Speaking of Republican colleagues, Marco Rubio was confirmed as secretary of State with zero “no” votes from Democrats. He was seen as something of a voice of sanity in Trump’s cabinet, which included several extreme picks. But he has presided over all these radical policies. Do you regret voting for him, and what do you think is going on with him? Not that he was ever a moderate, but what do you make of his transformation into this?
I have said very publicly, and some time ago, that I very much regret voting for Marco Rubio.
Oh, I missed that.
Yeah. In fact, I’ve told all the other nominees that come before the Senate Foreign Relations Committee that they have Marco Rubio to thank for the fact that I’m not going to vote for them. Because, first of all, he allowed Elon Musk to essentially dismantle USAID, right? Marco Rubio was complicit by standing on the sidelines. He did nothing about that. Even though he has been a supporter of USAID over the years, he’s totally abandoned his previous values-based principled, grounded foreign-policy views. Whatever you agree and disagree about how he applied them, he at least had the pretense that we should have a values-based foreign policy, and that’s one of the things that sets the United States apart.
But he’s clearly gone full-on Trump here. It’s like he’s had a full lobotomy. It seems to be a requirement for going into the administration. Human rights, rule of law, promoting democracy — they’ve put that all through the shredder, or the wood chipper, as Elon would say.
I put out a short video the other day in which I made the point that Marco Rubio is not conducting foreign policy. What he’s become is the student deporter-in-chief. That seems to be his portfolio now, right, violating the First Amendment rights of students and colleges and universities.
These guys proclaim this embrace of the First Amendment. Donald Trump cares about the First Amendment for himself only, and then, everybody else, they’ll punish speech that they don’t like. He has implemented that policy, and as you probably saw from the Washington Post article the other day, also lied about it. The Post did this story about the Rumeysa Ozturk case, and revealed there’s an internal State Department memo that put a lie to everything that Rubio was saying. In other words, it said that there was no basis for claiming she was undermining U.S. foreign policy or engaged in antisemitism or anything like that.
Let’s say you get stonewalled by officials in El Salvador on Wednesday, don’t get their cooperation on anything. What more can you do after that? What’s the next move?
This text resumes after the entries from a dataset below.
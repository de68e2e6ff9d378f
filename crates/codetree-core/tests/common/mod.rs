//! Shared test helpers for integration tests.

use std::path::{Path, PathBuf};

use codetree_core::artifact::{Artifact, FileEntry};
use codetree_core::config::{AnalysisConfig, Symbol};
use codetree_core::pipeline::build_code_tree;

/// Resolve `tests/fixtures/{name}` relative to the workspace root.
pub fn fixture_path(name: &str) -> PathBuf {
    let manifest_dir = env!("CARGO_MANIFEST_DIR");
    Path::new(manifest_dir)
        .join("../../tests/fixtures")
        .join(name)
        .canonicalize()
        .unwrap_or_else(|_| {
            Path::new(manifest_dir)
                .join("../../tests/fixtures")
                .join(name)
        })
}

/// Run the full pipeline on a fixture directory.
pub fn run_fixture(fixture_name: &str) -> Artifact {
    let config = AnalysisConfig {
        target_root: fixture_path(fixture_name).to_string_lossy().to_string(),
        ..Default::default()
    };
    build_code_tree(&config, None).expect("pipeline should not abort on fixture")
}

/// Look up a file entry by path.
pub fn file_entry<'a>(artifact: &'a Artifact, path: &str) -> &'a FileEntry {
    artifact
        .files
        .iter()
        .find(|f| f.path == path)
        .unwrap_or_else(|| panic!("no file entry for {path}"))
}

/// Find a direct child of a symbol by name.
pub fn child<'a>(symbol: &'a Symbol, name: &str) -> &'a Symbol {
    symbol
        .children
        .iter()
        .find(|s| s.name == name)
        .unwrap_or_else(|| panic!("no child named {name} under {}", symbol.qualified_name))
}
//! Stage 2: per-file symbol and reference extraction.
//!
//! Files are independent units of work: each one maps to a `FileAnalysis`
//! slot aligned with the inventory index, so the parallel phase shares no
//! mutable state and the result order never depends on scheduling.

use std::path::Path;

use log::debug;
use rayon::prelude::*;

use crate::config::{AnalysisConfig, SourceFile};
use crate::languages::{extension_of, AnalyzerRegistry, FileAnalysis};

/// Analyze every inventory file. The returned vector is index-aligned
/// with `files`; a file that cannot be read or parsed carries a
/// diagnostic instead of aborting the run.
pub fn run_analysis(config: &AnalysisConfig, files: &[SourceFile]) -> Vec<FileAnalysis> {
    let registry = AnalyzerRegistry::new();
    let root = Path::new(&config.target_root);

    let analyses: Vec<FileAnalysis> = files
        .par_iter()
        .map(|file| analyze_one(&registry, root, file))
        .collect();

    debug!(
        "analyzed {} files, {} with diagnostics",
        analyses.len(),
        analyses.iter().filter(|a| a.diagnostic.is_some()).count()
    );
    analyses
}

fn analyze_one(registry: &AnalyzerRegistry, root: &Path, file: &SourceFile) -> FileAnalysis {
    let ext = extension_of(&file.path);
    let analyzer = match registry.get_by_extension(&ext) {
        Some(a) => a,
        None => {
            return FileAnalysis::degraded(
                &file.path,
                format!("no analyzer registered for .{ext}"),
            )
        }
    };

    let abs = root.join(&file.path);
    let source = match std::fs::read(&abs) {
        Ok(bytes) => String::from_utf8_lossy(&bytes).into_owned(),
        Err(e) => {
            return FileAnalysis::degraded(&file.path, format!("failed to read: {e}"));
        }
    };

    analyzer.analyze(&source, &file.path)
}
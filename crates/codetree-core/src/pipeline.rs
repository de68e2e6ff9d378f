//! Statically ordered pipeline with timing.
//!
//! Four stages, fixed order: discovery → analysis → resolution → assembly.
//! Analysis fans out per file; resolution waits for the full batch.

use std::collections::BTreeMap;
use std::time::Instant;

use crate::artifact::{build_artifact, Artifact};
use crate::config::{AnalysisConfig, RawReference};
use crate::error::DiscoveryError;
use crate::phases;

/// Phase labels for progress reporting.
const PHASE_LABELS: &[(&str, &str)] = &[
    ("discovery", "Scanning file tree"),
    ("analysis", "Extracting symbols"),
    ("resolution", "Resolving dependencies"),
    ("assembly", "Assembling artifact"),
];

/// Progress callback type: (phase_name, label).
pub type ProgressCallback = Box<dyn FnMut(&str, &str)>;

fn report(progress: &mut Option<ProgressCallback>, name: &str) {
    if let Some(cb) = progress {
        let label = PHASE_LABELS
            .iter()
            .find(|(n, _)| *n == name)
            .map(|(_, l)| *l)
            .unwrap_or(name);
        cb(name, label);
    }
}

/// Run the full pipeline over the configured target root.
///
/// Only a missing or unreadable root aborts; every other condition
/// degrades to a diagnostic inside the returned artifact.
pub fn build_code_tree(
    config: &AnalysisConfig,
    mut progress: Option<ProgressCallback>,
) -> Result<Artifact, DiscoveryError> {
    let mut timings: BTreeMap<String, f64> = BTreeMap::new();

    report(&mut progress, "discovery");
    let start = Instant::now();
    let discovery = phases::discovery::discover_files(config)?;
    timings.insert("discovery".to_string(), start.elapsed().as_secs_f64());

    report(&mut progress, "analysis");
    let start = Instant::now();
    let analyses = phases::analysis::run_analysis(config, &discovery.files);
    timings.insert("analysis".to_string(), start.elapsed().as_secs_f64());

    // Barrier: every file's references must be in hand before resolving,
    // since any file may be a target for any other.
    report(&mut progress, "resolution");
    let start = Instant::now();
    let references: Vec<RawReference> = analyses
        .iter()
        .flat_map(|a| a.references.iter().cloned())
        .collect();
    let resolution = phases::resolution::resolve(&discovery.files, &references);
    timings.insert("resolution".to_string(), start.elapsed().as_secs_f64());

    report(&mut progress, "assembly");
    let start = Instant::now();
    let artifact = build_artifact(
        config,
        discovery.files,
        analyses,
        resolution,
        discovery.warnings,
        &timings,
    );
    Ok(artifact)
}

#[cfg(test)]
mod tests {
    use super::*;

    #[test]
    fn missing_root_aborts_without_artifact() {
        let config = AnalysisConfig {
            target_root: "/definitely/not/here".to_string(),
            ..Default::default()
        };
        assert!(build_code_tree(&config, None).is_err());
    }

    #[test]
    fn progress_reports_all_phases_in_order() {
        let dir = tempfile::tempdir().unwrap();
        std::fs::write(dir.path().join("a.py"), "x = 1\n").unwrap();
        let config = AnalysisConfig {
            target_root: dir.path().to_string_lossy().to_string(),
            ..Default::default()
        };

        let seen = std::rc::Rc::new(std::cell::RefCell::new(Vec::new()));
        let sink = seen.clone();
        let progress: ProgressCallback = Box::new(move |name, _label| {
            sink.borrow_mut().push(name.to_string());
        });

        build_code_tree(&config, Some(progress)).unwrap();
        assert_eq!(
            *seen.borrow(),
            vec!["discovery", "analysis", "resolution", "assembly"]
        );
    }
}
My goal, and I know others share it, is to just keep a spotlight on the case until we reverse this injustice and bring Kilmar Abrego Garcia home. I think the position of the Trump administration and the position of the government of El Salvador is unsustainable, because we have a Supreme Court decision here. You listened to the president of El Salvador. He said he didn’t have the power to smuggle Abrego Garcia into the United States. So he doesn’t have the power to smuggle him in, but he has the power to open the door and let him walk out. Attorney General Bondi said she would send a plane down.
So I want to demonstrate solidarity with his family, who has been traumatized and terrorized by this awful episode, and to keep a spotlight on the injustice of this man having been illegally abducted and put in a notorious prison. The final piece of this is that the Trump administration, as I mentioned, is paying the government of El Salvador. They want to pay $15 million to imprison these individuals. But they ultimately have to go through Congress with that request, and you can be sure that I’m not going to vote for one penny to illegally imprison Abrego Garcia.
And there are probably many others like him, too. The more reporting that comes out, the more evidence there is that this is not isolated.
Yeah. We haven’t talked about the other cases. I’ve been focused on this, partly because he’s a Marylander. Of course. You’re absolutely right — it is a much bigger issue.
This interview has been edited for length and clarity.